A quarter of children will fail to benefit from either desmopressin or an alarm and are said to be treatment-resistant. In such cases, it is important to ensure that there are no daytime symptoms from the urinary tract and that the proposed interventions have been followed. Children with nocturnal polyuria and reduced bladder capacity may benefit from combination therapy with an alarm and desmopressin (9). Centrally-acting drugs may be an alternative for some children, but must be prescribed by a specialist. Children with comorbid conditions, especially behavioural disorders, may benefit from treatment by the child and adolescent psychiatry services. As of yet, studies of alternative therapies such as hypnotherapy, psychotherapy, acupuncture and chiropractic are too few and too small to allow any of these to be recommended (16).

Follow-up

Close follow-up is important for the successful treatment of urinary incontinence in children.
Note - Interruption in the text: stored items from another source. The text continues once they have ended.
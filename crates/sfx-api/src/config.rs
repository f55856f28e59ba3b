//! API configuration.

/// API server configuration.
#[derive(Debug, Clone)]
pub struct ApiConfig {
    /// Server host
    pub host: String,
    /// Server port
    pub port: u16,
    /// CORS origins
    pub cors_origins: Vec<String>,
    /// Rate limit requests per second, per client IP
    pub rate_limit_rps: u32,
    /// Max request body size
    pub max_body_size: usize,
    /// Environment (development/production)
    pub environment: String,
    /// Expose Prometheus metrics at /metrics
    pub metrics_enabled: bool,
}

impl Default for ApiConfig {
    fn default() -> Self {
        Self {
            host: "0.0.0.0".to_string(),
            port: 8000,
            cors_origins: vec!["*".to_string()],
            rate_limit_rps: 10,
            max_body_size: 1024 * 1024, // 1MB
            environment: "development".to_string(),
            metrics_enabled: true,
        }
    }
}

impl ApiConfig {
    /// Create config from environment variables.
    pub fn from_env() -> Self {
        let defaults = Self::default();
        Self {
            host: std::env::var("API_HOST").unwrap_or(defaults.host),
            port: std::env::var("API_PORT")
                .ok()
                .and_then(|s| s.parse().ok())
                .unwrap_or(defaults.port),
            cors_origins: std::env::var("CORS_ORIGINS")
                .map(|s| s.split(',').map(|s| s.trim().to_string()).collect())
                .unwrap_or(defaults.cors_origins),
            rate_limit_rps: std::env::var("RATE_LIMIT_RPS")
                .ok()
                .and_then(|s| s.parse().ok())
                .unwrap_or(defaults.rate_limit_rps),
            max_body_size: std::env::var("MAX_BODY_SIZE")
                .ok()
                .and_then(|s| s.parse().ok())
                .unwrap_or(defaults.max_body_size),
            environment: std::env::var("ENVIRONMENT").unwrap_or(defaults.environment),
            metrics_enabled: std::env::var("METRICS_ENABLED")
                .map(|v| v == "true" || v == "1")
                .unwrap_or(defaults.metrics_enabled),
        }
    }

    /// Check if running in production mode.
    pub fn is_production(&self) -> bool {
        self.environment.to_lowercase() == "production"
    }

    pub fn bind_address(&self) -> String {
        format!("{}:{}", self.host, self.port)
    }
}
Children should be followed up once or twice a month in the primary healthcare service to ensure that the family has understood the treatment, and to maintain motivation levels. A diary should be used to record relevant information (e.g. wet/dry nights, daytime leakage, frequency of bowel movements) to allow the treatment to be evaluated. If treatment does not lead to improvement over time, the child may be referred to a specialist in accordance with the Directorate of Health’s priority-setting guidelines (17).

Summary

The primary healthcare service should offer assessment and treatment of lower urinary tract dysfunction in children. The assessment should include an anamnesis, clinical examination and use of a daily fluid intake/voiding diary, as well as a nocturnal bladder diary if appropriate. Daytime incontinence and non-monosymptomatic enuresis should be treated with urotherapy. In cases of monosymptomatic enuresis, treatment with an alarm or desmopressin should be offered. If another underlying cause is suspected, the child should be referred to the specialist healthcare service.

This article has been peer-reviewed.